[Assigned task] Find the lines of data that contain the string "width", then list them.

[Excerpted records]
┄┄┄┄┄┄
use iced::{
    Alignment, Element, Length, Task,
    widget::{button, column, container, pick_list, row, rule, space, text, text_input},
};
use rfd::AsyncFileDialog;
use strum::IntoEnumIterator;
use touchline_lib::{
    ApiClient, Cfg, Field, JobTitle, LocalFile, ProfileApi, ProfileForm, SaveOutcome, Session,
    UserRecord, UserSource,
    profile::{AvatarSource, SaveTicket, UploadTicket, UploadedFile},
};
use tracing::error;

mod avatar;

use avatar::AvatarImages;

const IMAGE_EXTENSIONS: [&str; 6] = ["png", "jpg", "jpeg", "gif", "webp", "bmp"];

#[derive(Debug, Clone)]
pub enum Message {
    Loaded(Result<UserRecord, String>),
    RetryPressed,
    EditPressed,
    FieldInput(Field, String),
    JobTitleSelected(JobTitle),
    PickAvatarPressed,
    AvatarPicked(Option<LocalFile>),
    AvatarUploaded(UploadTicket, Result<Vec<UploadedFile>, String>),
    AvatarFetched(String, Result<Vec<u8>, String>),
    SavePressed,
    Saved(SaveTicket, Result<(), String>),
    CancelPressed,
}

/// Action used for communicating with the parent component
pub enum Action {
    None,
    Run(Task<Message>),
    /// Show a transient notification
    Notify(&'static str),
}

pub enum State {
    Loading,
    Error(String),
    Loaded(ProfileForm),
}

#[derive(Debug, Clone)]
struct Connection {
    api: ApiClient,
    subject: String,
}

pub struct ProfilePage {
    cfg: Cfg,
    connection: Result<Connection, String>,
    state: State,
    images: AvatarImages,
    /// Problems with a picked file or a refused submit
    local_error: Option<String>,
}

impl ProfilePage {
    pub fn new(cfg: Cfg, session: Option<Session>) -> (Self, Task<Message>) {
        let connection = match session {
            Some(session) => ApiClient::new(&cfg.read())
                .map(|api| Connection {
                    api: api.with_token(session.token),
                    subject: session.subject,
                })
                .map_err(|err| err.to_string()),
            None => Err(format!(
                "Not signed in. Set {} to your subject identifier.",
                touchline_lib::session::SUBJECT_VAR
            )),
        };

        let mut page = Self {
            cfg,
            connection,
            state: State::Loading,
            images: AvatarImages::default(),
            local_error: None,
        };
        let task = page.load();

        (page, task)
    }

    fn load(&mut self) -> Task<Message> {
        match &self.connection {
            Ok(connection) => {
                self.state = State::Loading;
                let connection = connection.clone();
                Task::perform(
                    async move {
                        connection
                            .api
                            .fetch_user(&connection.subject)
                            .await
                            .map_err(|err| err.to_string())
                    },
                    Message::Loaded,
                )
            }
            Err(err) => {
                self.state = State::Error(err.clone());
                Task::none()
            }
        }
    }

    pub fn update(&mut self, message: Message) -> Action {
        let action = self.handle(message);
        // Drop the preview once the form no longer shows it
        if let State::Loaded(form) = &self.state {
            self.images.release_stale_preview(form);
        }
        action
    }

    fn handle(&mut self, message: Message) -> Action {
        if let Message::Loaded(result) = message {
            return match result {
                Ok(record) => {
                    if let State::Loaded(form) = &mut self.state {
                        form.load(&record);
                    } else {
                        self.state = State::Loaded(ProfileForm::new(&record));
                    }
                    Action::Run(self.sync_avatar())
                }
                Err(err) => {
                    error!("Failed to load profile: {err}");
                    self.state = State::Error(err);
                    Action::None
                }
            };
        }
        if let Message::RetryPressed = message {
            return Action::Run(self.load());
        }
        if let Message::AvatarFetched(url, result) = message {
            match result {
                Ok(bytes) => self.images.set_remote(url, bytes),
                Err(err) => error!("Failed to fetch avatar {url}: {err}"),
            }
            return Action::None;
        }

        let (State::Loaded(form), Ok(connection)) = (&mut self.state, &self.connection) else {
            return Action::None;
        };

        match message {
            Message::EditPressed => {
                form.begin_edit();
                Action::None
            }
            Message::FieldInput(field, value) => {
                form.set_field(field, value);
                Action::None
            }
            Message::JobTitleSelected(title) => {
                form.set_job_title(title);
                Action::None
            }
            Message::PickAvatarPressed => Action::Run(Task::perform(
                async {
                    let handle = AsyncFileDialog::new()
                        .add_filter("Images", &IMAGE_EXTENSIONS)
                        .pick_file()
                        .await?;
                    let bytes = handle.read().await;

                    Some(LocalFile::new(handle.file_name(), bytes))
                },
                Message::AvatarPicked,
            )),
            Message::AvatarPicked(None) => Action::None,
            Message::AvatarPicked(Some(file)) => match form.begin_upload(file) {
                Ok(request) => {
                    self.local_error = None;
                    self.images.set_preview(request.ticket, &request.file);

                    let api = connection.api.clone();
                    Action::Run(Task::perform(
                        async move {
                            let result = api
                                .upload(&request.file)
                                .await
                                .map_err(|err| err.to_string());
                            (request.ticket, result)
                        },
                        |(ticket, result)| Message::AvatarUploaded(ticket, result),
                    ))
                }
                Err(err) => {
                    self.local_error = Some(err.to_string());
                    Action::None
                }
            },
            Message::AvatarUploaded(ticket, result) => {
                if form.finish_upload(ticket, result) {
                    Action::Run(self.sync_avatar())
                } else {
                    Action::None
                }
            }
            Message::SavePressed => match form.begin_submit() {
                Ok(request) => {
                    self.local_error = None;

                    let api = connection.api.clone();
                    Action::Run(Task::perform(
                        async move {
                            let result = api
                                .update(&request.document_id, &request.payload)
                                .await
                                .map_err(|err| err.to_string());
                            (request.ticket, result)
                        },
                        |(ticket, result)| Message::Saved(ticket, result),
                    ))
                }
                Err(err) => {
                    self.local_error = Some(err.to_string());
                    Action::None
                }
            },
            Message::Saved(ticket, result) => match form.finish_submit(ticket, result) {
                SaveOutcome::Saved(notice) => Action::Notify(notice),
                SaveOutcome::Failed | SaveOutcome::Ignored => Action::None,
            },
            Message::CancelPressed => {
                form.cancel();
                self.local_error = None;
                Action::Run(self.sync_avatar())
            }
            // Handled above
            Message::Loaded(_) | Message::RetryPressed | Message::AvatarFetched(..) => {
                Action::None
            }
        }
    }

    /// Fetch the image the avatar should currently show, unless it is already cached.
    fn sync_avatar(&self) -> Task<Message> {
        let (State::Loaded(form), Ok(connection)) = (&self.state, &self.connection) else {
            return Task::none();
        };

        let url = {
            let cfg = self.cfg.read();
            match form
                .avatar()
                .source(&cfg.base_endpoint, &cfg.placeholder_avatar)
            {
                AvatarSource::Preview(_) => return Task::none(),
                AvatarSource::Remote(url) | AvatarSource::Placeholder(url) => url,
            }
        };
        if self.images.has_remote(&url) {
            return Task::none();
        }

        let api = connection.api.clone();
        Task::perform(
            async move {
                let result = api.fetch_image(&url).await.map_err(|err| err.to_string());
                (url, result)
            },
            |(url, result)| Message::AvatarFetched(url, result),
        )
    }

    pub fn view(&self) -> Element<'_, Message> {
        match &self.state {
            State::Loading => text("Loading profile...").into(),
            State::Error(e) => column![
                text(e).style(text::danger),
                button("Retry")
                    .on_press_maybe(self.connection.is_ok().then_some(Message::RetryPressed))
            ]
            .spacing(12)
            .into(),
            State::Loaded(form) => row![self.summary_card(form), self.details_card(form)]
                .spacing(24)
                .padding(20)
                .into(),
        }
    }

    fn summary_card<'a>(&'a self, form: &'a ProfileForm) -> Element<'a, Message> {
        let profile = form.profile();
        let cfg = self.cfg.read();
        let source = form
            .avatar()
            .source(&cfg.base_endpoint, &cfg.placeholder_avatar);

        let mut content = column![self.images.view(&source, profile.initials())]
            .spacing(8)
            .align_x(Alignment::Center);

        if form.is_editing() {
            content = content.push(
                button(text("Change avatar"))
                    .style(button::secondary)
                    .on_press_maybe((!form.is_busy()).then_some(Message::PickAvatarPressed)),
            );
        }
        for error in [form.upload_error(), self.local_error.as_deref()]
            .into_iter()
            .flatten()
        {
            content = content.push(text(error).size(13).style(text::danger));
        }

        content = content
            .push(text(profile.full_name()).size(20))
            .push(text(profile.titre_emploi.to_string()))
            .push(text(profile.location()).size(13));

        container(content)
            .padding(20)
            .width(Length::FillPortion(1))
            .style(container::bordered_box)
            .into()
    }

    fn details_card<'a>(&'a self, form: &'a ProfileForm) -> Element<'a, Message> {
        let profile = form.profile();
        let disabled = form.inputs_disabled();

        let mut content = column![text("Profile").size(16), rule::horizontal(1)].spacing(12);

        for field in Field::iter() {
            let input = text_input("", profile.get(field));
            let input = if disabled {
                input
            } else {
                input.on_input(move |value| Message::FieldInput(field, value))
            };

            content = content.push(
                row![text(field.label()).width(100), input]
                    .spacing(12)
                    .align_y(Alignment::Center),
            );
        }

        let job_title: Element<'_, Message> = if disabled {
            text(profile.titre_emploi.to_string()).into()
        } else {
            pick_list(
                JobTitle::iter().collect::<Vec<_>>(),
                Some(profile.titre_emploi),
                Message::JobTitleSelected,
            )
            .placeholder("Select job title")
            .width(Length::Fill)
            .into()
        };
        content = content.push(
            row![text("Job Title").width(100), job_title]
                .spacing(12)
                .align_y(Alignment::Center),
        );

        if let Some(error) = form.save_error() {
            content = content.push(text(error).style(text::danger));
        }

        content = content.push(space::vertical().height(12)).push(buttons(form));

        container(content)
            .padding(20)
            .width(Length::FillPortion(2))
            .style(container::bordered_box)
            .into()
    }
}

fn buttons(form: &ProfileForm) -> Element<'_, Message> {
    if form.is_editing() {
        let label = if form.is_saving() { "Saving..." } else { "Save" };

        row![
            button(text(label))
                .width(Length::Fill)
                .style(button::primary)
                .on_press_maybe((!form.is_save_disabled()).then_some(Message::SavePressed)),
            button(text("Cancel"))
                .style(button::secondary)
                .on_press_maybe((!form.is_saving()).then_some(Message::CancelPressed)),
        ]
        .spacing(12)
        .into()
    } else {
        button(text("Edit Profile"))
            .width(Length::Fill)
            .style(button::primary)
            .on_press(Message::EditPressed)
            .into()
    }
}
┄┄┄┄┄┄
[Result below]
            .width(Length::FillPortion(1))
                row![text(field.label()).width(100), input]
            .width(Length::Fill)
            row![text("Job Title").width(100), job_title]
            .width(Length::FillPortion(2))
                .width(Length::Fill)
            .width(Length::Fill)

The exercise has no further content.